§ **Assigned task**:
Copy the data exactly from the line that contains "let content = std::fs::read_to_string(path)?;" through the line that contains "and structure outlines;", keeping both end lines and leaving out everything else.

§ **Dataset excerpts**:
=== Begin Enclosure ===

//! Persistence of the processed electrical field between pipeline runs
//! and stages. The map is written once after the device stage and read
//! back (by the mode solver, or a later re-plot) from the same path.

use std::path::Path;

use thiserror::Error;

use crate::types::ElectricalFieldMap;

/// Errors from cache I/O.
#[derive(Debug, Error)]
pub enum CacheError {
    #[error("I/O error: {0}")]
    Io(#[from] std::io::Error),

    #[error("serialisation error: {0}")]
    Json(#[from] serde_json::Error),
}

/// Write the field map as JSON, creating parent directories as needed.
pub fn write_field_map(map: &ElectricalFieldMap, path: &Path) -> Result<(), CacheError> {
    if let Some(parent) = path.parent() {
        std::fs::create_dir_all(parent)?;
    }
    let json = serde_json::to_string(map)?;
    std::fs::write(path, json)?;
    Ok(())
}

/// Read a field map previously written by [`write_field_map`].
pub fn read_field_map(path: &Path) -> Result<ElectricalFieldMap, CacheError> {
    let content = std::fs::read_to_string(path)?;
    Ok(serde_json::from_str(&content)?)
}

#[cfg(test)]
mod tests {
    use super::*;
    use crate::types::Extent2;
    use ndarray::{Array1, Array2};

    #[test]
    fn field_map_survives_a_disk_round_trip() {
        let map = ElectricalFieldMap {
            x: Array1::linspace(0.0, 1.0, 4),
            z: Array1::linspace(-1.0, 1.0, 3),
            ex: Array2::from_elem((4, 3), 0.5),
            ez: Array2::from_elem((4, 3), -0.5),
            magnitude: Array2::from_elem((4, 3), 0.5_f64.hypot(0.5)),
            extent: Extent2::new(0.0, 1.0, -1.0, 1.0),
            bias_index: Some(4),
        };

        let dir = tempfile::tempdir().unwrap();
        let path = dir.path().join("cache").join("electrical_field.json");
        write_field_map(&map, &path).unwrap();

        let back = read_field_map(&path).unwrap();
        assert_eq!(back.x, map.x);
        assert_eq!(back.ez, map.ez);
        assert_eq!(back.extent, map.extent);
        assert_eq!(back.bias_index, Some(4));
    }
}
//! # Overmode Plot
//!
//! Renders the two pipeline figures with `plotters`:
//!
//! - a dark-theme overlay of normalised optical intensity, electrical
//!   field vectors, and structure outlines;
//! - a light-theme optical-only profile with the same outlines.
//!
//! Both figures share one viewport: the intersection of the electrical
//! and optical dataset bounds. Non-overlapping datasets are reported as
//! [`PlotError::EmptyViewport`] rather than drawn degenerately.

mod compose;
pub mod theme;

pub use compose::{render_figures, render_mode, render_overlay};
pub use overmode_core::geometry::common_viewport;
pub use theme::Theme;

use thiserror::Error;

/// Errors from figure composition.
#[derive(Debug, Error)]
pub enum PlotError {
    #[error("electrical and optical datasets do not overlap in space")]
    EmptyViewport,

    #[error("drawing error: {0}")]
    Draw(String),

    #[error("I/O error: {0}")]
    Io(#[from] std::io::Error),
}
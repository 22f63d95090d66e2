//! Optical eigenmode stage.
//!
//! Configures the mode solver (wavelength, search effective index, and —
//! explicitly — the electrical-field cache to import as the bias
//! condition), runs the eigenmode search, and reduces the requested
//! mode's field tensor to a max-normalised intensity map on the solver's
//! native grid.

use std::path::PathBuf;

use crate::session::{AnalysisValue, SolverSession};
use crate::transforms;
use crate::types::{Extent2, OpticalModeMap};
use crate::StageError;

/// Mode solve configuration.
#[derive(Debug, Clone)]
pub struct ModeSpec {
    /// Vacuum wavelength (µm).
    pub wavelength_um: f64,
    /// Effective index to search for guided modes near.
    pub target_neff: f64,
    /// Which solved mode to extract (0 = dominant).
    pub mode_index: usize,
    /// Out-of-plane slab layer to slice the field tensor at.
    pub slab_index: usize,
    /// Electrical-field cache to import as the bias condition. Wired
    /// explicitly here so the coupling between the two stages never
    /// depends on out-of-band engine state.
    pub bias_field_cache: Option<PathBuf>,
}

/// Run the eigenmode search against an open mode session with a loaded
/// photonic project.
pub fn solve_mode(
    session: &mut dyn SolverSession,
    spec: &ModeSpec,
) -> Result<OpticalModeMap, StageError> {
    session.set_analysis("wavelength", AnalysisValue::Number(spec.wavelength_um))?;
    session.set_analysis("search neff", AnalysisValue::Number(spec.target_neff))?;
    match &spec.bias_field_cache {
        Some(path) => {
            session.set_analysis("import bias field", AnalysisValue::Toggle(true))?;
            session.set_analysis("bias field path", AnalysisValue::Path(path.clone()))?;
        }
        None => {
            session.set_analysis("import bias field", AnalysisValue::Toggle(false))?;
        }
    }

    session.run()?;

    let tensor = session.mode_field(spec.mode_index)?;
    let magnitude = transforms::mode_plane_magnitude(&tensor, spec.slab_index)?;
    let intensity = transforms::normalise_max(&magnitude)?;
    let extent = Extent2::from_coords(&tensor.x, &tensor.z);

    Ok(OpticalModeMap {
        x: tensor.x,
        z: tensor.z,
        intensity,
        extent,
        neff: tensor.neff,
        wavelength_um: spec.wavelength_um,
    })
}
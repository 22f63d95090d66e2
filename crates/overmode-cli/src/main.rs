//! Overmode command-line interface.
//!
//! Drive the field/mode overlay pipeline from a TOML job file:
//! ```sh
//! overmode run job.toml
//! overmode validate job.toml
//! ```

mod config;
mod runner;

use clap::{Parser, Subcommand};
use std::path::PathBuf;

#[derive(Parser)]
#[command(name = "overmode")]
#[command(about = "Overmode: electro-optic field/mode overlay pipeline")]
#[command(version)]
struct Cli {
    #[command(subcommand)]
    command: Commands,
}

#[derive(Subcommand)]
enum Commands {
    /// Run the full pipeline from a TOML job configuration file.
    Run {
        /// Path to the job configuration file.
        config: PathBuf,
        /// Output directory (overrides config file setting).
        #[arg(short, long)]
        output: Option<PathBuf>,
    },
    /// Validate a configuration file without running the pipeline.
    Validate {
        /// Path to the job configuration file.
        config: PathBuf,
    },
}

fn main() -> anyhow::Result<()> {
    env_logger::init();
    let cli = Cli::parse();

    match cli.command {
        Commands::Run { config, output } => {
            println!("Overmode field/mode overlay");
            println!("===========================");
            let job = config::load_config(&config)?;
            println!("Configuration: {}", config.display());

            let out_dir = output.unwrap_or_else(|| job.output.directory.clone());
            runner::run_job(&job, &out_dir)?;

            println!("Pipeline complete.");
            Ok(())
        }
        Commands::Validate { config } => {
            let _job = config::load_config(&config)?;
            println!("Configuration is valid: {}", config.display());
            Ok(())
        }
    }
}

=== End Enclosure ===

§ **Reply to the task**:
    let content = std::fs::read_to_string(path)?;
    Ok(serde_json::from_str(&content)?)
}

#[cfg(test)]
mod tests {
    use super::*;
    use crate::types::Extent2;
    use ndarray::{Array1, Array2};

    #[test]
    fn field_map_survives_a_disk_round_trip() {
        let map = ElectricalFieldMap {
            x: Array1::linspace(0.0, 1.0, 4),
            z: Array1::linspace(-1.0, 1.0, 3),
            ex: Array2::from_elem((4, 3), 0.5),
            ez: Array2::from_elem((4, 3), -0.5),
            magnitude: Array2::from_elem((4, 3), 0.5_f64.hypot(0.5)),
            extent: Extent2::new(0.0, 1.0, -1.0, 1.0),
            bias_index: Some(4),
        };

        let dir = tempfile::tempdir().unwrap();
        let path = dir.path().join("cache").join("electrical_field.json");
        write_field_map(&map, &path).unwrap();

        let back = read_field_map(&path).unwrap();
        assert_eq!(back.x, map.x);
        assert_eq!(back.ez, map.ez);
        assert_eq!(back.extent, map.extent);
        assert_eq!(back.bias_index, Some(4));
    }
}
//! # Overmode Plot
//!
//! Renders the two pipeline figures with `plotters`:
//!
//! - a dark-theme overlay of normalised optical intensity, electrical
//!   field vectors, and structure outlines;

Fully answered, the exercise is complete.